MLX Frontend

The MLX frontend allows the Proxy Base Agent (PBA) to run inference using Large Language Models optimized for Apple Silicon (M-series chips) via the MLX framework.

Overview

MLX is a NumPy-like array framework designed by Apple for efficient machine learning on Apple Silicon. The agent.llm.frontend.mlx.MLXInference class implements the Frontend interface for MLX models.

Key Features:

Optimized Performance: Leverages the unified memory architecture and Neural Engine (ANE) of Apple Silicon for fast local inference.
Model Compatibility: Works with models converted to the MLX format (often available on Hugging Face hubs like mlx-community).
KV Caching: Supports efficient Key-Value caching, including saving/loading system prompt caches to disk for faster startup (supports_reusing_prompt_cache() returns True).
PSE Integration: Seamlessly integrates with the StructuringEngine for constrained generation during the generate_step process.

Usage

Installation: Ensure you have the necessary MLX dependencies installed. This is typically handled by installing PBA with the [mlx] extra:
```
pip install proxy-base-agent[mlx]
# or
uv pip install proxy-base-agent[mlx]
```
You also need the mlx-lm package:
```
pip install mlx-lm
# or
uv pip install mlx-lm
```
Model Selection: During the PBA setup wizard (python -m agent), choose a model compatible with MLX (e.g., from the mlx-community hub on Hugging Face or one you have converted locally). Select "MLX" as the inference backend when prompted.
Configuration: The LocalInference class will automatically instantiate MLXInference when an MLX model path and the MLX frontend are selected.

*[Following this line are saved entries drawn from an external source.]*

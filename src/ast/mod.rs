//! AST module for the CBC language
//!
//! A closed set of expression variants. Every node owns its children, so
//! `clone` is a deep copy and a tree never shares structure.

// ============================================================================
// IMPORTS
// ============================================================================

use serde::{Deserialize, Serialize};
use std::fmt;

use crate::syntax::{Span, Token, TokenId};

pub mod builder;
pub mod visitor;

pub use builder::AstBuilder;
pub use visitor::{AstPrinter, AstVisitor};

// ============================================================================
// CORE DATA STRUCTURES
// ============================================================================

/// A CBC expression tree.
#[derive(Debug, Clone, PartialEq, Eq, Serialize, Deserialize)]
#[serde(tag = "node")]
pub enum Expr {
    Variable {
        name: String,
        span: Span,
    },
    IntegralNumber {
        value: i64,
        span: Span,
    },
    BinaryExpression {
        operator: TokenId,
        lexeme: String,
        lhs: Box<Expr>,
        rhs: Box<Expr>,
        span: Span,
    },
    ParenthesizedExpression {
        inner: Box<Expr>,
        span: Span,
    },
    CallExpression {
        callee: String,
        args: Vec<Expr>,
        span: Span,
    },
    ExpressionSequence {
        separator: String,
        elements: Vec<Expr>,
        span: Span,
    },
}

// ============================================================================
// CONSTRUCTORS
// ============================================================================

impl Expr {
    pub fn variable(token: &Token) -> Self {
        Expr::Variable {
            name: token.lexeme.clone(),
            span: token.span,
        }
    }

    pub fn integral_number(value: i64, span: Span) -> Self {
        Expr::IntegralNumber { value, span }
    }

    /// Binary node for `operator`, spanning both operands.
    pub fn binary(operator: &Token, lhs: Expr, rhs: Expr) -> Self {
        Self::binary_operator(operator.id, &operator.lexeme, lhs, rhs)
    }

    pub fn binary_operator(operator: TokenId, lexeme: &str, lhs: Expr, rhs: Expr) -> Self {
        let span = lhs.span().join(rhs.span());
        Expr::BinaryExpression {
            operator,
            lexeme: lexeme.to_string(),
            lhs: Box::new(lhs),
            rhs: Box::new(rhs),
            span,
        }
    }

    /// `span` covers the parentheses themselves.
    pub fn parenthesized(inner: Expr, span: Span) -> Self {
        Expr::ParenthesizedExpression {
            inner: Box::new(inner),
            span,
        }
    }

    pub fn call(callee: &Token, args: Vec<Expr>, span: Span) -> Self {
        Expr::CallExpression {
            callee: callee.lexeme.clone(),
            args,
            span,
        }
    }

    pub fn sequence(separator: impl Into<String>, elements: Vec<Expr>) -> Self {
        let span = elements
            .iter()
            .map(Expr::span)
            .reduce(Span::join)
            .unwrap_or_default();
        Expr::ExpressionSequence {
            separator: separator.into(),
            elements,
            span,
        }
    }
}

// ============================================================================
// ACCESSORS AND RENDERING
// ============================================================================

impl Expr {
    pub fn span(&self) -> Span {
        match self {
            Expr::Variable { span, .. }
            | Expr::IntegralNumber { span, .. }
            | Expr::BinaryExpression { span, .. }
            | Expr::ParenthesizedExpression { span, .. }
            | Expr::CallExpression { span, .. }
            | Expr::ExpressionSequence { span, .. } => *span,
        }
    }

    pub fn type_name(&self) -> &'static str {
        match self {
            Expr::Variable { .. } => "Variable",
            Expr::IntegralNumber { .. } => "Integral Number",
            Expr::BinaryExpression { .. } => "Binary Expression",
            Expr::ParenthesizedExpression { .. } => "Parenthesized Expression",
            Expr::CallExpression { .. } => "Call Expression",
            Expr::ExpressionSequence { .. } => "Expression Sequence",
        }
    }

    /// Dispatches to the visitor method for this variant.
    pub fn accept<V: AstVisitor>(&self, visitor: &mut V) -> V::Output {
        match self {
            Expr::Variable { name, .. } => visitor.visit_variable(name),
            Expr::IntegralNumber { value, .. } => visitor.visit_integral_number(*value),
            Expr::BinaryExpression {
                operator,
                lexeme,
                lhs,
                rhs,
                ..
            } => visitor.visit_binary_expression(lexeme, *operator, lhs, rhs),
            Expr::ParenthesizedExpression { inner, .. } => {
                visitor.visit_parenthesized_expression(inner)
            }
            Expr::CallExpression { callee, args, .. } => visitor.visit_call_expression(callee, args),
            Expr::ExpressionSequence {
                separator,
                elements,
                ..
            } => visitor.visit_expression_sequence(separator, elements),
        }
    }

    /// Compact s-expression form, e.g. `(+ a (* b c))`.
    pub fn pretty(&self) -> String {
        match self {
            Expr::Variable { name, .. } => name.clone(),
            Expr::IntegralNumber { value, .. } => value.to_string(),
            Expr::BinaryExpression { lexeme, lhs, rhs, .. } => {
                format!("({} {} {})", lexeme, lhs.pretty(), rhs.pretty())
            }
            Expr::ParenthesizedExpression { inner, .. } => format!("(paren {})", inner.pretty()),
            Expr::CallExpression { callee, args, .. } => list_form(&format!("call {}", callee), args),
            Expr::ExpressionSequence { elements, .. } => list_form("seq", elements),
        }
    }
}

fn list_form(head: &str, items: &[Expr]) -> String {
    let mut out = format!("({}", head);
    for item in items {
        out.push(' ');
        out.push_str(&item.pretty());
    }
    out.push(')');
    out
}

impl fmt::Display for Expr {
    fn fmt(&self, f: &mut fmt::Formatter<'_>) -> fmt::Result {
        f.write_str(&self.pretty())
    }
}

#[cfg(test)]
mod tests {
    use super::*;
    use crate::syntax::{Location, TokenKind};

    fn tok(kind: TokenKind, lexeme: &str, start: usize) -> Token {
        Token::new(kind, lexeme, Span::new(start, start + lexeme.len()), Location::default())
    }

    fn sample() -> Expr {
        let a = Expr::variable(&tok(TokenKind::Identifier, "a", 0));
        let one = Expr::integral_number(1, Span::new(4, 5));
        let sum = Expr::binary(&tok(TokenKind::Addition, "+", 2), a, one);
        let call = Expr::call(
            &tok(TokenKind::Identifier, "f", 8),
            vec![Expr::parenthesized(sum, Span::new(9, 16))],
            Span::new(8, 17),
        );
        Expr::sequence(";", vec![call])
    }

    #[test]
    fn pretty_prints_s_expressions() {
        assert_eq!(sample().pretty(), "(seq (call f (paren (+ a 1))))");
        assert_eq!(Expr::sequence(";", vec![]).to_string(), "(seq)");
    }

    #[test]
    fn spans_cover_children() {
        let expr = sample();
        assert_eq!(expr.span(), Span::new(8, 17));
        if let Expr::ExpressionSequence { elements, .. } = &expr {
            if let Expr::CallExpression { args, .. } = &elements[0] {
                if let Expr::ParenthesizedExpression { inner, .. } = &args[0] {
                    assert_eq!(inner.span(), Span::new(0, 5));
                    return;
                }
            }
        }
        panic!("unexpected shape: {}", expr);
    }

    #[test]
    fn clone_is_deep_and_equal() {
        let original = sample();
        let copy = original.clone();
        assert_eq!(original, copy);
        assert_eq!(original.pretty(), copy.pretty());
    }

    #[test]
    fn json_tags_each_node() {
        let json = serde_json::to_value(sample()).unwrap();
        assert_eq!(json["node"], "ExpressionSequence");
        assert_eq!(json["elements"][0]["node"], "CallExpression");
        let back: Expr = serde_json::from_value(json).unwrap();
        assert_eq!(back, sample());
    }
}
//! Defines the command-line arguments and subcommands for `cbc`.

use clap::{ArgAction, Args, Parser, Subcommand};
use std::path::PathBuf;

/// The main CLI argument structure.
#[derive(Debug, Parser)]
#[command(
    name = "cbc",
    version,
    about = "Front end for the CBC language: tokens, grammar-built ASTs and precedence-climbed expressions."
)]
pub struct CbcArgs {
    /// Log more (-v for debug, -vv for trace). RUST_LOG takes precedence.
    #[arg(short, long, action = ArgAction::Count, global = true)]
    pub verbose: u8,

    #[command(subcommand)]
    pub command: Command,
}

/// How a tree is written to stdout.
#[derive(Debug, Clone, Copy, Default, Args)]
pub struct TreeOutput {
    /// Emit the tree as JSON.
    #[arg(long, conflicts_with = "compact")]
    pub json: bool,
    /// Emit the tree as a single s-expression line.
    #[arg(long)]
    pub compact: bool,
}

#[derive(Debug, Subcommand)]
pub enum Command {
    /// Print every token with its position.
    Tokens {
        /// The CBC source file.
        #[arg(required = true)]
        file: PathBuf,
    },
    /// Parse a program with the grammar engine and print its AST.
    Ast {
        /// The CBC source file.
        #[arg(required = true)]
        file: PathBuf,
        #[command(flatten)]
        output: TreeOutput,
    },
    /// Parse a single expression by precedence climbing and print its AST.
    Expr {
        /// File holding one expression.
        #[arg(required = true)]
        file: PathBuf,
        /// JSON file overriding operator precedence and associativity.
        #[arg(long)]
        operators: Option<PathBuf>,
        #[command(flatten)]
        output: TreeOutput,
    },
    /// Run the balanced-parentheses grammar on TEXT and list the productions used.
    Parens {
        /// Text such as "(())()".
        text: String,
    },
}
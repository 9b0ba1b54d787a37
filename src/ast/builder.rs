//! # AST Builder
//!
//! A stack machine driven by grammar rule actions. Leaves are pushed as they
//! are seen; composite nodes pop their children. Rule actions fire innermost
//! first, so children always exist before their parent is built.
//!
//! ## Invariants
//! - Every operation's stack precondition is asserted. A violation means the
//!   grammar wiring is wrong, not that the input is bad.
//! - Nodes leave the builder only through [`AstBuilder::release`], fully built.

use crate::ast::Expr;
use crate::syntax::{Token, TokenKind};

#[derive(Debug, Default)]
pub struct AstBuilder {
    pending: Vec<Expr>,
    parameter_lists: Vec<Vec<Expr>>,
}

impl AstBuilder {
    pub fn new() -> Self {
        Self::default()
    }

    /// Number of finished expressions waiting for a parent.
    pub fn pending(&self) -> usize {
        self.pending.len()
    }

    pub fn create_variable(&mut self, token: &Token) {
        self.pending.push(Expr::variable(token));
    }

    /// The lexer only emits integral numbers that fit in an `i64`.
    pub fn create_integral_number(&mut self, token: &Token) {
        assert!(token.is(TokenKind::IntegralNumber), "not an integral number: {}", token);
        let Ok(value) = token.lexeme.parse::<i64>() else {
            panic!("integral number {} was not range-checked", token);
        };
        self.pending.push(Expr::integral_number(value, token.span));
    }

    /// Folds every pending expression into one sequence, in source order.
    pub fn create_compound_expression(&mut self, separator: &str) {
        assert!(!self.pending.is_empty(), "compound expression needs at least one expression");
        let elements: Vec<Expr> = self.pending.drain(..).rev().collect();
        self.pending.push(Expr::sequence(separator, elements));
    }

    /// The left value is derived after the right-hand side has been built, so
    /// it is on top of the stack.
    pub fn create_assignment_expression(&mut self, lexeme: &str) {
        let (Some(lhs), Some(rhs)) = (self.pending.pop(), self.pending.pop()) else {
            panic!("assignment needs two expressions");
        };
        self.pending.push(Expr::binary_operator(
            TokenKind::Assignment.id(),
            lexeme,
            lhs,
            rhs,
        ));
    }

    /// Opens a new (innermost) argument list.
    pub fn create_parameter_list(&mut self) {
        self.parameter_lists.push(Vec::new());
    }

    /// Moves the most recent expression into the innermost argument list.
    pub fn create_parameter(&mut self) {
        assert!(!self.parameter_lists.is_empty(), "parameter outside a parameter list");
        let Some(parameter) = self.pending.pop() else {
            panic!("parameter needs a pending expression");
        };
        if let Some(list) = self.parameter_lists.last_mut() {
            list.push(parameter);
        }
    }

    /// Closes the innermost argument list into a call of `callee`.
    pub fn create_function_call(&mut self, callee: &Token) {
        let Some(mut args) = self.parameter_lists.pop() else {
            panic!("function call {} without a parameter list", callee);
        };
        args.reverse();
        let span = args
            .iter()
            .map(Expr::span)
            .fold(callee.span, |acc, s| acc.join(s));
        self.pending.push(Expr::call(callee, args, span));
    }

    /// Hands out the finished tree.
    pub fn release(&mut self) -> Expr {
        assert!(self.parameter_lists.is_empty(), "unclosed parameter list");
        match (self.pending.pop(), self.pending.is_empty()) {
            (Some(root), true) => root,
            (_, _) => panic!("exactly one top-level expression expected"),
        }
    }
}

#[cfg(test)]
mod tests {
    use super::*;
    use crate::syntax::{Location, Span};

    fn tok(kind: TokenKind, lexeme: &str, start: usize) -> Token {
        Token::new(kind, lexeme, Span::new(start, start + lexeme.len()), Location::default())
    }

    fn ident(name: &str, start: usize) -> Token {
        tok(TokenKind::Identifier, name, start)
    }

    #[test]
    fn assignment_takes_lhs_from_the_top() {
        let mut b = AstBuilder::new();
        b.create_integral_number(&tok(TokenKind::IntegralNumber, "5", 4));
        b.create_variable(&ident("x", 0));
        b.create_assignment_expression("=");
        let expr = b.release();
        assert_eq!(expr.pretty(), "(= x 5)");
        assert_eq!(expr.span(), Span::new(0, 5));
    }

    #[test]
    fn compound_restores_source_order() {
        let mut b = AstBuilder::new();
        b.create_variable(&ident("c", 6));
        b.create_variable(&ident("b", 3));
        b.create_variable(&ident("a", 0));
        b.create_compound_expression(";");
        assert_eq!(b.release().pretty(), "(seq a b c)");
    }

    #[test]
    fn nested_parameter_lists() {
        // Actions for f(g(x), y), innermost first.
        let mut b = AstBuilder::new();
        b.create_variable(&ident("y", 8));
        b.create_parameter_list();
        b.create_parameter();
        b.create_variable(&ident("x", 4));
        b.create_parameter_list();
        b.create_parameter();
        b.create_function_call(&ident("g", 2));
        b.create_parameter();
        b.create_function_call(&ident("f", 0));
        assert_eq!(b.pending(), 1);
        assert_eq!(b.release().pretty(), "(call f (call g x) y)");
    }

    #[test]
    fn empty_call() {
        let mut b = AstBuilder::new();
        b.create_parameter_list();
        b.create_function_call(&ident("now", 0));
        assert_eq!(b.release().pretty(), "(call now)");
    }

    #[test]
    #[should_panic(expected = "exactly one top-level expression")]
    fn release_rejects_empty_builder() {
        AstBuilder::new().release();
    }

    #[test]
    #[should_panic(expected = "exactly one top-level expression")]
    fn release_rejects_two_pending_expressions() {
        let mut b = AstBuilder::new();
        b.create_variable(&ident("a", 0));
        b.create_variable(&ident("b", 2));
        b.release();
    }

    #[test]
    #[should_panic(expected = "assignment needs two expressions")]
    fn assignment_requires_two_operands() {
        let mut b = AstBuilder::new();
        b.create_variable(&ident("a", 0));
        b.create_assignment_expression("=");
    }

    #[test]
    #[should_panic(expected = "parameter outside a parameter list")]
    fn parameter_requires_an_open_list() {
        let mut b = AstBuilder::new();
        b.create_variable(&ident("a", 0));
        b.create_parameter();
    }
}
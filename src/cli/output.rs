//! Handles all user-facing output for the CLI.
//!
//! Trees, token listings and JSON all go to stdout from here; diagnostics go
//! to stderr through [`crate::errors::print_error`].

use std::io::{self, IsTerminal, Write};
use termcolor::{Color, ColorChoice, ColorSpec, StandardStream, WriteColor};

use crate::ast::{AstPrinter, Expr};
use crate::cli::args::TreeOutput;
use crate::errors::{unspanned, CowabungaError, ErrorKind, ErrorReporting, ParseContext, SourceContext};
use crate::syntax::{Token, TokenKind};

// ============================================================================
// CORE OUTPUT FUNCTIONS
// ============================================================================

/// One token per line: its kind, then its lexeme and position.
pub fn print_tokens(tokens: &[Token]) -> io::Result<()> {
    let mut stdout = stdout();
    for token in tokens {
        let kind = token
            .kind()
            .map(|k| format!("{:?}", k))
            .unwrap_or_else(|| format!("#{}", token.id));
        stdout.set_color(ColorSpec::new().set_fg(Some(kind_color(token))))?;
        write!(stdout, "{:<20}", kind)?;
        stdout.reset()?;
        writeln!(stdout, " {}", token)?;
    }
    Ok(())
}

/// Writes `expr` in the requested form.
pub fn print_tree(expr: &Expr, output: TreeOutput) -> Result<(), CowabungaError> {
    let text = if output.json {
        serde_json::to_string_pretty(expr).map_err(|e| stdout_error(e.to_string()))?
    } else if output.compact {
        expr.pretty()
    } else {
        AstPrinter::print(expr)
    };
    println!("{}", text);
    Ok(())
}

/// The productions fired by the parentheses grammar, then a verdict line.
pub fn print_productions(fired: &[String]) -> io::Result<()> {
    let mut stdout = stdout();
    for production in fired {
        writeln!(stdout, "{}", production)?;
    }
    stdout.set_color(ColorSpec::new().set_fg(Some(Color::Green)).set_bold(true))?;
    writeln!(stdout, "accepted")?;
    stdout.reset()
}

// ============================================================================
// PRIVATE HELPERS
// ============================================================================

fn stdout() -> StandardStream {
    let choice = if io::stdout().is_terminal() {
        ColorChoice::Auto
    } else {
        ColorChoice::Never
    };
    StandardStream::stdout(choice)
}

fn kind_color(token: &Token) -> Color {
    match token.kind() {
        Some(TokenKind::Identifier) => Color::Cyan,
        Some(TokenKind::IntegralNumber) => Color::Magenta,
        Some(TokenKind::Definition | TokenKind::ExternalDeclaration) => Color::Blue,
        Some(kind) if crate::syntax::is_binary_operator(kind.id()) => Color::Yellow,
        _ => Color::White,
    }
}

/// Failures writing to stdout.
pub fn stdout_error(message: String) -> CowabungaError {
    ParseContext::new(SourceContext::fallback("output"), "output").report(
        ErrorKind::Io {
            path: "<stdout>".to_string(),
            message,
        },
        unspanned(),
    )
}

Relevant inference_kwargs (like temp, seed, max_tokens, caching options) passed to the Agent constructor will be used during generation.

How it Works

Loading: MLXInference uses mlx_proxy.utils.load_model to load the model and agent.llm.tokenizer.Tokenizer.load for the tokenizer.
Inference Loop: The inference() method uses mlx_proxy.generate_step.generate_step, passing the engine.process_logits function to the logits_processors argument and a sampler created via engine.sample wrapping mlx_proxy.samplers.make_sampler.
Caching: It utilizes mlx_proxy.cache.BaseCache for KV caching and implements the save_cache_to_file and load_cache_from_file methods using safetensors for persistent prompt caching.

The MLX frontend provides an efficient way to run PBA locally on Apple Silicon hardware.